▶ **Work order**
Below are some records. Pull every line that contains the word "Walls".

== Record set ==

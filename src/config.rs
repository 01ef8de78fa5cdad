use std::{path::PathBuf, time::Duration};

use clap::Parser;
use thiserror::Error;

use crate::input::direction_for;
use crossterm::event::KeyCode;

pub const DEFAULT_WIDTH: i32 = 20;
pub const DEFAULT_HEIGHT: i32 = 15;
pub const DEFAULT_SEGMENTS: usize = 3;
pub const DEFAULT_TICK_MS: u64 = 100;
pub const DEFAULT_RESTART_KEY: char = ' ';

#[derive(Debug, Error, PartialEq, Eq)]
pub enum ConfigError {
    #[error("board must be at least 1x1, got {width}x{height}")]
    BadDimensions { width: i32, height: i32 },
    #[error("the snake needs at least one segment")]
    NoSegments,
    #[error("{segments} segments don't fit on a board of {cells} cells")]
    TooManySegments { segments: usize, cells: u64 },
    #[error("tick delay must be greater than zero")]
    ZeroDelay,
    #[error("restart key {0:?} is already used for steering")]
    RestartKeyConflict(char),
}

/// Everything that shapes a game. Fixed once the game starts.
#[derive(Clone, Debug, PartialEq, Eq)]
pub struct GameConfig {
    pub width: i32,
    pub height: i32,
    pub initial_segments: usize,
    pub tick_delay: Duration,
    pub restart_key: Option<char>,
    /// Walls and the snake's own body stop being fatal.
    pub ignore_collisions: bool,
}

impl Default for GameConfig {
    fn default() -> Self {
        GameConfig {
            width: DEFAULT_WIDTH,
            height: DEFAULT_HEIGHT,
            initial_segments: DEFAULT_SEGMENTS,
            tick_delay: Duration::from_millis(DEFAULT_TICK_MS),
            restart_key: Some(DEFAULT_RESTART_KEY),
            ignore_collisions: false,
        }
    }
}

impl GameConfig {
    pub fn validate(&self) -> Result<(), ConfigError> {
        if self.width <= 0 || self.height <= 0 {
            return Err(ConfigError::BadDimensions { width: self.width, height: self.height });
        }
        if self.initial_segments == 0 {
            return Err(ConfigError::NoSegments);
        }
        let cells = self.width as u64 * self.height as u64;
        if self.initial_segments as u64 > cells {
            return Err(ConfigError::TooManySegments { segments: self.initial_segments, cells });
        }
        if self.tick_delay == Duration::from_millis(0) {
            return Err(ConfigError::ZeroDelay);
        }
        if let Some(key) = self.restart_key {
            if direction_for(&KeyCode::Char(key)).is_some() {
                return Err(ConfigError::RestartKeyConflict(key));
            }
        }
        Ok(())
    }
}

/// Grid snake in the terminal. Arrow keys or WASD to steer.
#[derive(Debug, Parser)]
#[command(author, version, about, long_about = None)]
pub struct Args {
    /// Board width in cells
    #[arg(long, default_value_t = DEFAULT_WIDTH)]
    pub width: i32,
    /// Board height in cells
    #[arg(long, default_value_t = DEFAULT_HEIGHT)]
    pub height: i32,
    /// Number of segments the snake starts with
    #[arg(long, default_value_t = DEFAULT_SEGMENTS)]
    pub segments: usize,
    /// Milliseconds between snake moves
    #[arg(long = "tick-ms", value_name = "MILLISECONDS", default_value_t = DEFAULT_TICK_MS)]
    pub tick_ms: u64,
    /// Key that restarts the game at any time
    #[arg(long, default_value_t = DEFAULT_RESTART_KEY, conflicts_with = "no_restart_key")]
    pub restart_key: char,
    /// Disable the restart key; any key starts a new round after a game over
    #[arg(long)]
    pub no_restart_key: bool,
    /// Walls and the snake's own body are no longer fatal
    #[arg(long)]
    pub ignore_collisions: bool,
    /// Seed for collectible placement
    #[arg(long)]
    pub seed: Option<u64>,
    /// Where log output goes, since the terminal is taken by the game
    #[arg(long, value_name = "PATH", default_value = "snake.log")]
    pub log_file: PathBuf,
    /// Log at debug level
    #[arg(short, long)]
    pub verbose: bool,
}

impl Args {
    pub fn game_config(&self) -> Result<GameConfig, ConfigError> {
        let config = GameConfig {
            width: self.width,
            height: self.height,
            initial_segments: self.segments,
            tick_delay: Duration::from_millis(self.tick_ms),
            restart_key: if self.no_restart_key { None } else { Some(self.restart_key) },
            ignore_collisions: self.ignore_collisions,
        };
        config.validate()?;
        Ok(config)
    }
}
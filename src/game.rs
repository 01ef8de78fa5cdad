use crossterm::event::{KeyCode, KeyEvent};
use log::info;
use rand::rngs::StdRng;
use thiserror::Error;

use crate::board::Board;
use crate::clock::{Clock, Scheduler};
use crate::config::{ConfigError, GameConfig};
use crate::input::{is_ctrl_c, InputSource};
use crate::state::{GameState, KeyOutcome, Renderer, TickOutcome};
use crate::term::{Coords, TermManager};

#[derive(Debug, Error)]
pub enum GameError {
    #[error(transparent)]
    Config(#[from] ConfigError),
    #[error("terminal error: {0}")]
    Terminal(#[from] crossterm::ErrorKind),
    #[error("terminal is {available:?} but the board needs {needed:?} (columns, rows)")]
    TerminalTooSmall { needed: Coords, available: Coords },
    #[error("could not start logging: {0}")]
    Logger(#[from] log::SetLoggerError),
    #[error(transparent)]
    Io(#[from] std::io::Error),
}

/// Everything the front end needs from the surface it plays on, besides drawing cells and reading keys.
pub trait Screen: Renderer + InputSource {
    fn setup(&mut self) -> crossterm::Result<()>;
    fn restore(&mut self) -> crossterm::Result<()>;
    fn read_key_blocking(&mut self) -> crossterm::Result<KeyEvent>;
    fn draw_borders(&mut self) -> crossterm::Result<()>;
    fn show_message(&mut self, lines: &[&str]) -> crossterm::Result<()>;
    fn hide_message(&mut self) -> crossterm::Result<()>;
    fn present(&mut self) -> crossterm::Result<()>;
}

/// Opens the terminal canvas for `config`, failing if the board can't be shown in full.
pub fn open_terminal(config: &GameConfig) -> Result<TermManager, GameError> {
    config.validate()?;
    let board = Board::new(config.width, config.height);
    let term = TermManager::new(board)?;
    if !term.fits() {
        return Err(GameError::TerminalTooSmall {
            needed: TermManager::required_size(&board),
            available: term.get_terminal_size(),
        });
    }
    Ok(term)
}

/// What the front end does with a key press.
enum Action {
    Quit,
    TogglePause,
    Game(KeyCode),
}

/// Session around a `GameState`: intro, pause, and end-of-round messages.
pub struct SnakeGame<T, C, S> {
    term: T,
    state: GameState<StdRng>,
    clock: C,
    scheduler: S,
    paused: bool,
}

impl<T: Screen, C: Clock, S: Scheduler> SnakeGame<T, C, S> {
    pub fn new(config: GameConfig, rng: StdRng, mut term: T, clock: C, scheduler: S) -> Result<Self, GameError> {
        let state = GameState::new(config, rng, clock.now(), &mut term)?;
        Ok(SnakeGame { term, state, clock, scheduler, paused: false })
    }

    pub fn initialize(&mut self) -> Result<(), GameError> {
        self.term.setup()?;
        self.term.draw_borders()?;
        Ok(())
    }

    pub fn restore(&mut self) -> Result<(), GameError> {
        self.term.restore()?;
        Ok(())
    }

    /// Returns `false` if the player quit from the intro screen.
    pub fn show_intro(&mut self) -> Result<bool, GameError> {
        let restart = self.restart_hint();
        let lines = [
            "Arrow keys or WASD to move",
            "Esc to pause",
            restart.as_str(),
            "CTRL+C to quit",
            "",
            "Press any key to begin",
        ];

        self.term.show_message(&lines)?;
        if is_ctrl_c(&self.term.read_key_blocking()?) {
            return Ok(false);
        }

        self.term.hide_message()?;
        // The round was set up in `new`; only the wait on the intro must not count
        self.state.reset_timer(self.clock.now());
        self.term.present()?;
        Ok(true)
    }

    /// Runs frames until the player quits.
    pub fn play(&mut self) -> Result<(), GameError> {
        loop {
            self.scheduler.wait_frame();
            if !self.frame()? {
                return Ok(());
            }
        }
    }

    /// Handles the keys and the tick of one frame. Returns `false` once the player quits.
    pub fn frame(&mut self) -> Result<bool, GameError> {
        for key_ev in self.term.poll_keys()? {
            match self.action_for(&key_ev) {
                Action::Quit => {
                    info!("Quit requested");
                    return Ok(false);
                },
                Action::TogglePause => self.toggle_pause()?,
                Action::Game(code) => self.handle_key(code)?,
            }
        }

        if self.paused { return Ok(true); }

        match self.state.update(self.clock.now(), &mut self.term) {
            TickOutcome::Died(_) => {
                self.term.present()?;
                self.round_over("Game over!")?;
            },
            TickOutcome::BoardFull => {
                self.state.end();
                self.term.present()?;
                self.round_over("You won!")?;
            },
            TickOutcome::Idle | TickOutcome::Moved | TickOutcome::Collected { .. } => {},
        }

        self.term.present()?;
        Ok(true)
    }

    ///////////////////////////////////////////////////////////////////////////

    fn action_for(&self, ev: &KeyEvent) -> Action {
        if is_ctrl_c(ev) {
            Action::Quit
        } else if ev.code == KeyCode::Esc && !self.state.is_over() {
            Action::TogglePause
        } else {
            Action::Game(ev.code)
        }
    }

    fn is_restart_key(&self, code: KeyCode) -> bool {
        match (code, self.state.config().restart_key) {
            (KeyCode::Char(c), Some(key)) => c == key,
            _ => false,
        }
    }

    fn handle_key(&mut self, code: KeyCode) -> Result<(), GameError> {
        let now = self.clock.now();

        // Without a restart key, any key starts the next round once this one is over
        if self.state.is_over() && self.state.config().restart_key.is_none() {
            self.state.reset(now, &mut self.term);
            return self.resume();
        }

        // Steering waits while paused, restarting doesn't
        if self.paused && !self.is_restart_key(code) {
            return Ok(());
        }

        if let KeyOutcome::Restarted = self.state.on_key(code, now, &mut self.term) {
            return self.resume();
        }
        Ok(())
    }

    fn resume(&mut self) -> Result<(), GameError> {
        self.paused = false;
        self.term.hide_message()?;
        self.term.present()?;
        Ok(())
    }

    fn round_over(&mut self, headline: &str) -> Result<(), GameError> {
        let restart = self.restart_hint();
        self.term.show_message(&[headline, "", restart.as_str(), "or CTRL+C to quit."])?;
        Ok(())
    }

    fn restart_hint(&self) -> String {
        match self.state.config().restart_key {
            Some(' ') => "Space to restart".to_string(),
            Some(key) => format!("'{}' to restart", key),
            None => "Any key to restart after a game over".to_string(),
        }
    }

    fn toggle_pause(&mut self) -> Result<(), GameError> {
        if !self.paused {
            self.term.show_message(&["Paused", "Press Esc to resume", "or Ctrl+C to quit"])?;
        } else {
            self.term.hide_message()?;
            // Don't count the paused time as elapsed
            self.state.reset_timer(self.clock.now());
        }

        self.paused = !self.paused;
        info!("Paused: {}", self.paused);
        Ok(())
    }
}

#[cfg(test)]
mod tests {
    use super::*;
    use std::cell::Cell as TimeCell;
    use std::collections::{HashMap, VecDeque};
    use std::rc::Rc;
    use std::time::{Duration, Instant};

    use crossterm::event::KeyModifiers;
    use rand::SeedableRng;

    use crate::board::Cell;
    use crate::state::{CellRole, Status};

    #[derive(Default)]
    struct FakeScreen {
        cells: HashMap<Cell, CellRole>,
        keys: VecDeque<KeyEvent>,
        message: Option<Vec<String>>,
    }

    impl Renderer for FakeScreen {
        fn set_cell(&mut self, cell: Cell, role: CellRole) {
            self.cells.insert(cell, role);
        }

        fn clear(&mut self) {
            self.cells.clear();
        }
    }

    impl InputSource for FakeScreen {
        fn poll_keys(&mut self) -> crossterm::Result<Vec<KeyEvent>> {
            Ok(self.keys.drain(..).collect())
        }
    }

    impl Screen for FakeScreen {
        fn setup(&mut self) -> crossterm::Result<()> { Ok(()) }
        fn restore(&mut self) -> crossterm::Result<()> { Ok(()) }
        fn draw_borders(&mut self) -> crossterm::Result<()> { Ok(()) }

        fn read_key_blocking(&mut self) -> crossterm::Result<KeyEvent> {
            Ok(self.keys.pop_front().unwrap_or_else(|| key(KeyCode::Enter)))
        }

        fn show_message(&mut self, lines: &[&str]) -> crossterm::Result<()> {
            self.message = Some(lines.iter().map(|l| l.to_string()).collect());
            Ok(())
        }

        fn hide_message(&mut self) -> crossterm::Result<()> {
            self.message = None;
            Ok(())
        }

        fn present(&mut self) -> crossterm::Result<()> { Ok(()) }
    }

    #[derive(Clone)]
    struct ManualClock(Rc<TimeCell<Instant>>);

    impl ManualClock {
        fn advance(&self, ms: u64) {
            self.0.set(self.0.get() + Duration::from_millis(ms));
        }
    }

    impl Clock for ManualClock {
        fn now(&self) -> Instant {
            self.0.get()
        }
    }

    struct NoWait;

    impl Scheduler for NoWait {
        fn wait_frame(&mut self) {}
    }

    fn key(code: KeyCode) -> KeyEvent {
        KeyEvent { code, modifiers: KeyModifiers::NONE }
    }

    fn game(config: GameConfig) -> (SnakeGame<FakeScreen, ManualClock, NoWait>, ManualClock) {
        let clock = ManualClock(Rc::new(TimeCell::new(Instant::now())));
        let game = SnakeGame::new(config, StdRng::seed_from_u64(9), FakeScreen::default(), clock.clone(), NoWait).unwrap();
        (game, clock)
    }

    fn press(game: &mut SnakeGame<FakeScreen, ManualClock, NoWait>, code: KeyCode) -> bool {
        game.term.keys.push_back(key(code));
        game.frame().unwrap()
    }

    /// Runs the snake into the right wall of the default 20 wide board.
    fn crash(game: &mut SnakeGame<FakeScreen, ManualClock, NoWait>, clock: &ManualClock) {
        for _ in 0..20 {
            clock.advance(100);
            game.frame().unwrap();
        }
        assert_eq!(game.state.status(), Status::Over);
    }

    #[test]
    fn intro_does_not_start_a_second_round() {
        let (mut game, clock) = game(GameConfig::default());
        let first_apple = game.state.collectibles().to_vec();

        clock.advance(5_000);
        assert!(game.show_intro().unwrap());

        assert_eq!(game.state.collectibles(), &first_apple[..]);
        assert!(game.term.message.is_none());
        // Time spent on the intro screen doesn't trigger a move
        assert!(game.frame().unwrap());
        assert_eq!(game.state.snake().head(), Cell::new(10, 7));
    }

    #[test]
    fn ctrl_c_on_intro_quits() {
        let (mut game, _) = game(GameConfig::default());
        game.term.keys.push_back(KeyEvent { code: KeyCode::Char('c'), modifiers: KeyModifiers::CONTROL });

        assert!(!game.show_intro().unwrap());
    }

    #[test]
    fn restart_key_works_while_paused() {
        let (mut game, clock) = game(GameConfig::default());
        clock.advance(100);
        game.frame().unwrap();
        assert_eq!(game.state.snake().head(), Cell::new(11, 7));

        press(&mut game, KeyCode::Esc);
        assert!(game.paused);
        assert!(game.term.message.is_some());

        press(&mut game, KeyCode::Char(' '));

        assert!(!game.paused);
        assert!(game.term.message.is_none());
        assert_eq!(game.state.snake().head(), Cell::new(10, 7));
        assert_eq!(game.state.collectibles().len(), 1);
    }

    #[test]
    fn steering_is_ignored_while_paused() {
        let (mut game, _) = game(GameConfig::default());

        press(&mut game, KeyCode::Esc);
        press(&mut game, KeyCode::Up);

        assert!(game.paused);
        assert_eq!(game.state.snake().pending_direction(), crate::snake::Direction::Right);
    }

    #[test]
    fn unpausing_restarts_the_tick_delay() {
        let (mut game, clock) = game(GameConfig::default());

        press(&mut game, KeyCode::Esc);
        clock.advance(1_000);
        game.frame().unwrap();
        press(&mut game, KeyCode::Esc);
        assert!(!game.paused);

        // Paused time doesn't count, so nothing moves until a full delay has passed
        assert_eq!(game.state.snake().head(), Cell::new(10, 7));
        clock.advance(99);
        game.frame().unwrap();
        assert_eq!(game.state.snake().head(), Cell::new(10, 7));
        clock.advance(1);
        game.frame().unwrap();
        assert_eq!(game.state.snake().head(), Cell::new(11, 7));
    }

    #[test]
    fn game_over_shows_message() {
        let (mut game, clock) = game(GameConfig::default());

        crash(&mut game, &clock);

        let message = game.term.message.clone().unwrap();
        assert_eq!(message[0], "Game over!");
        assert_eq!(game.term.cells.get(&game.state.snake().head()), Some(&CellRole::Dead));
    }

    #[test]
    fn any_key_restarts_after_game_over_without_restart_key() {
        let (mut game, clock) = game(GameConfig { restart_key: None, ..GameConfig::default() });
        crash(&mut game, &clock);

        press(&mut game, KeyCode::Char('x'));

        assert_eq!(game.state.status(), Status::Running);
        assert_eq!(game.state.snake().len(), 3);
        assert_eq!(game.state.collectibles().len(), 1);
        assert!(game.term.message.is_none());
    }

    #[test]
    fn other_keys_do_not_restart_when_restart_key_is_set() {
        let (mut game, clock) = game(GameConfig::default());
        crash(&mut game, &clock);

        press(&mut game, KeyCode::Char('x'));
        assert_eq!(game.state.status(), Status::Over);

        press(&mut game, KeyCode::Char(' '));
        assert_eq!(game.state.status(), Status::Running);
    }

    #[test]
    fn full_board_ends_the_round_as_a_win() {
        // 1x2 board: the snake starts on (0,1) and the only free cell (0,0) holds the apple
        let config = GameConfig { width: 1, height: 2, initial_segments: 1, ..GameConfig::default() };
        let (mut game, clock) = game(config);
        assert_eq!(game.state.collectibles(), &[Cell::new(0, 0)]);

        press(&mut game, KeyCode::Up);
        clock.advance(100);
        game.frame().unwrap();

        assert_eq!(game.state.status(), Status::Over);
        assert_eq!(game.state.snake().body(), &[Cell::new(0, 0), Cell::new(0, 1)]);
        assert_eq!(game.term.message.clone().unwrap()[0], "You won!");

        // Nothing moves once the round is won
        clock.advance(100);
        game.frame().unwrap();
        assert_eq!(game.state.snake().head(), Cell::new(0, 0));
    }

    #[test]
    fn ctrl_c_quits_from_play() {
        let (mut game, _) = game(GameConfig::default());
        game.term.keys.push_back(KeyEvent { code: KeyCode::Char('c'), modifiers: KeyModifiers::CONTROL });

        assert!(!game.frame().unwrap());

        game.term.keys.push_back(KeyEvent { code: KeyCode::Char('c'), modifiers: KeyModifiers::CONTROL });
        assert!(game.play().is_ok());
    }
}
use std::{io::{Stdout, Write, stdout}, time::Duration};

use crossterm::{cursor, execute, queue, style, terminal};
use crossterm::style::Color;
use crossterm::terminal::{ClearType, EnterAlternateScreen, LeaveAlternateScreen};
use crossterm::event::{Event, KeyEvent, read, poll};

use crate::board::{Board, Cell};
use crate::game::Screen;
use crate::input::InputSource;
use crate::state::{CellRole, Renderer};

pub type TermInt = u16;
pub type Coords = (u16, u16);

// Every board cell is two terminal columns wide so cells look roughly square
const CELL_COLUMNS: TermInt = 2;

const EMPTY_COLOUR: Color = Color::Rgb { r: 0xbf, g: 0xbf, b: 0xbf };
const SNAKE_COLOUR: Color = Color::Rgb { r: 0x00, g: 0x82, b: 0x23 };
const COLLECTIBLE_COLOUR: Color = Color::Rgb { r: 0xbd, g: 0x00, b: 0x00 };
const DEAD_COLOUR: Color = Color::Rgb { r: 0x1c, g: 0x1c, b: 0x1c };

#[derive(Copy, Clone, Debug, PartialEq)]
struct Glyph {
    ch: char,
    bg: Option<Color>,
}

impl Glyph {
    const BLANK: Glyph = Glyph { ch: ' ', bg: None };

    fn plain(ch: char) -> Self {
        Glyph { ch, bg: None }
    }

    fn for_role(role: CellRole) -> Self {
        let bg = match role {
            CellRole::Empty => EMPTY_COLOUR,
            CellRole::Snake => SNAKE_COLOUR,
            CellRole::Collectible => COLLECTIBLE_COLOUR,
            CellRole::Dead => DEAD_COLOUR,
        };
        Glyph { ch: ' ', bg: Some(bg) }
    }
}

/// Terminal canvas. Board cells are buffered and only written out on `present`,
/// so the game core can draw without dealing with I/O errors.
pub struct TermManager {
    width: TermInt,
    height: TermInt,
    stdout: Stdout,
    screen: Vec<Glyph>,
    dirty: Vec<Coords>,
    board: Board,
    origin: Coords,
    current_msg: Option<Message>,
}

struct Message {
    top_left: Coords,
    width: TermInt,
    height: TermInt,
}

impl TermManager {
    pub fn new(board: Board) -> crossterm::Result<Self> {
        let (width, height) = terminal::size()?;
        Ok(TermManager::with_size(board, width, height))
    }

    fn with_size(board: Board, width: TermInt, height: TermInt) -> Self {
        let (outer_w, outer_h) = TermManager::required_size(&board);
        let origin = (
            width.saturating_sub(outer_w) / 2 + 1,
            height.saturating_sub(outer_h) / 2 + 1,
        );
        let screen = vec![Glyph::BLANK; width as usize * height as usize];
        TermManager { width, height, stdout: stdout(), screen, dirty: vec![], board, origin, current_msg: None }
    }

    /// Terminal size needed for the board plus its border.
    pub fn required_size(board: &Board) -> Coords {
        let w = board.width() as i64 * CELL_COLUMNS as i64 + 2;
        let h = board.height() as i64 + 2;
        (w.min(TermInt::MAX as i64) as TermInt, h.min(TermInt::MAX as i64) as TermInt)
    }

    pub fn fits(&self) -> bool {
        let (w, h) = TermManager::required_size(&self.board);
        w <= self.width && h <= self.height
    }

    pub fn get_terminal_size(&self) -> Coords {
        (self.width, self.height)
    }

    pub fn has_message(&self) -> bool {
        self.current_msg.is_some()
    }

    pub fn flush(&mut self) -> crossterm::Result<()> {
        self.stdout.flush()?;
        Ok(())
    }

    ///////////////////////////////////////////////////////////////////////////

    fn index(&self, pos: Coords) -> Option<usize> {
        if pos.0 < self.width && pos.1 < self.height {
            Some(self.width as usize * pos.1 as usize + pos.0 as usize)
        } else {
            None
        }
    }

    fn glyph_at(&self, pos: Coords) -> Option<Glyph> {
        self.index(pos).map(|i| self.screen[i])
    }

    /// Terminal position of the left column of a board cell, if it is on the board.
    fn cell_origin(&self, cell: Cell) -> Option<Coords> {
        if !self.board.in_bounds(cell) {
            return None;
        }
        let x = self.origin.0 as i64 + cell.x as i64 * CELL_COLUMNS as i64;
        let y = self.origin.1 as i64 + cell.y as i64;
        if x + (CELL_COLUMNS as i64) > self.width as i64 || y >= self.height as i64 {
            return None;
        }
        Some((x as TermInt, y as TermInt))
    }

    fn store(&mut self, pos: Coords, glyph: Glyph) {
        if let Some(i) = self.index(pos) {
            if self.screen[i] != glyph {
                self.screen[i] = glyph;
                self.dirty.push(pos);
            }
        }
    }

    fn print_at(&mut self, pos: Coords, glyph: Glyph) -> crossterm::Result<()> {
        if let Some(i) = self.index(pos) {
            self.screen[i] = glyph;
        }
        self.print_at_no_save(pos, glyph)
    }

    fn print_at_no_save(&mut self, pos: Coords, glyph: Glyph) -> crossterm::Result<()> {
        // Used directly for messages, so the buffer keeps what is underneath
        queue!(self.stdout, cursor::MoveTo(pos.0, pos.1))?;
        match glyph.bg {
            Some(bg) => queue!(self.stdout, style::SetBackgroundColor(bg), style::Print(glyph.ch), style::ResetColor),
            None => queue!(self.stdout, style::Print(glyph.ch)),
        }
    }
}

impl Screen for TermManager {
    fn setup(&mut self) -> crossterm::Result<()> {
        execute!(self.stdout, EnterAlternateScreen)?;
        terminal::enable_raw_mode()?;
        execute!(self.stdout, cursor::Hide, cursor::DisableBlinking, terminal::Clear(ClearType::All))
    }

    fn restore(&mut self) -> crossterm::Result<()> {
        terminal::disable_raw_mode()?;
        execute!(self.stdout, style::ResetColor, cursor::Show, cursor::EnableBlinking, LeaveAlternateScreen)
    }

    fn read_key_blocking(&mut self) -> crossterm::Result<KeyEvent> {
        loop {
            if let Event::Key(ev) = read()? {
                return Ok(ev);
            }
        }
    }

    fn draw_borders(&mut self) -> crossterm::Result<()> {
        let (outer_w, outer_h) = TermManager::required_size(&self.board);
        let (x0, y0) = (self.origin.0 - 1, self.origin.1 - 1);
        let (end_x, end_y) = (x0 + outer_w - 1, y0 + outer_h - 1);

        for x in x0..=end_x {
            let ch = if x == x0 || x == end_x {'+'} else {'-'};
            self.print_at((x, y0), Glyph::plain(ch))?;
            self.print_at((x, end_y), Glyph::plain(ch))?;
        }

        for y in y0 + 1..end_y {
            self.print_at((x0, y), Glyph::plain('|'))?;
            self.print_at((end_x, y), Glyph::plain('|'))?;
        }

        self.flush()
    }

    fn show_message(&mut self, lines: &[&str]) -> crossterm::Result<()> {
        if self.has_message() {
            self.hide_message()?;
        }

        let msg_height = (lines.len() + 2) as TermInt;
        let msg_width = (lines.iter().map(|x| x.chars().count()).max().unwrap_or(0) + 2) as TermInt;
        let center = (self.width / 2, self.height / 2);
        let top_left = (center.0.saturating_sub(msg_width / 2), center.1.saturating_sub(msg_height / 2));

        // Print the top and bottom empty lines
        for y in [top_left.1, top_left.1 + msg_height - 1].iter() {
            for x_diff in 0..msg_width {
                self.print_at_no_save((top_left.0 + x_diff, *y), Glyph::BLANK)?;
            }
        }

        // Print the message lines
        for (i, line) in lines.iter().enumerate() {
            let padded_line = format!("{line: ^width$}", line = line, width = msg_width as usize);
            let y = top_left.1 + i as TermInt + 1;
            for (x_diff, ch) in padded_line.chars().enumerate() {
                self.print_at_no_save((top_left.0 + x_diff as TermInt, y), Glyph::plain(ch))?;
            }
        }

        self.current_msg = Some(Message::new(msg_width, msg_height, top_left));
        self.flush()
    }

    fn hide_message(&mut self) -> crossterm::Result<()> {
        let msg = match self.current_msg.take() {
            Some(msg) => msg,
            None => return Ok(()),
        };
        let top_left = msg.top_left();

        // Restore the content from the screen buffer
        for y_diff in 0..msg.height() {
            for x_diff in 0..msg.width() {
                let pos = (top_left.0 + x_diff, top_left.1 + y_diff);
                if let Some(glyph) = self.glyph_at(pos) {
                    self.print_at_no_save(pos, glyph)?;
                }
            }
        }

        self.flush()
    }

    /// Writes every cell drawn since the last call.
    fn present(&mut self) -> crossterm::Result<()> {
        if self.dirty.is_empty() {
            return Ok(());
        }

        let dirty = std::mem::take(&mut self.dirty);
        for pos in dirty {
            if let Some(glyph) = self.glyph_at(pos) {
                self.print_at_no_save(pos, glyph)?;
            }
        }

        self.flush()
    }
}

impl Renderer for TermManager {
    fn set_cell(&mut self, cell: Cell, role: CellRole) {
        if let Some((x, y)) = self.cell_origin(cell) {
            let glyph = Glyph::for_role(role);
            for col in 0..CELL_COLUMNS {
                self.store((x + col, y), glyph);
            }
        }
    }

    fn clear(&mut self) {
        for cell in self.board.cells() {
            self.set_cell(cell, CellRole::Empty);
        }
    }
}

impl InputSource for TermManager {
    fn poll_keys(&mut self) -> crossterm::Result<Vec<KeyEvent>> {
        let mut events = vec![];

        while poll(Duration::from_millis(1))? {
            if let Event::Key(ev) = read()? {
                events.push(ev);
            }
        }

        Ok(events)
    }
}

impl Message {
    pub fn new(width: TermInt, height: TermInt, top_left: Coords) -> Self {
        Message { width, height, top_left }
    }

    pub fn width(&self) -> TermInt {
        self.width
    }

    pub fn height(&self) -> TermInt {
        self.height
    }

    pub fn top_left(&self) -> Coords {
        self.top_left
    }
}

===

▶ **Result of the exercise**
    /// Walls and the snake's own body stop being fatal.
    /// Walls and the snake's own body are no longer fatal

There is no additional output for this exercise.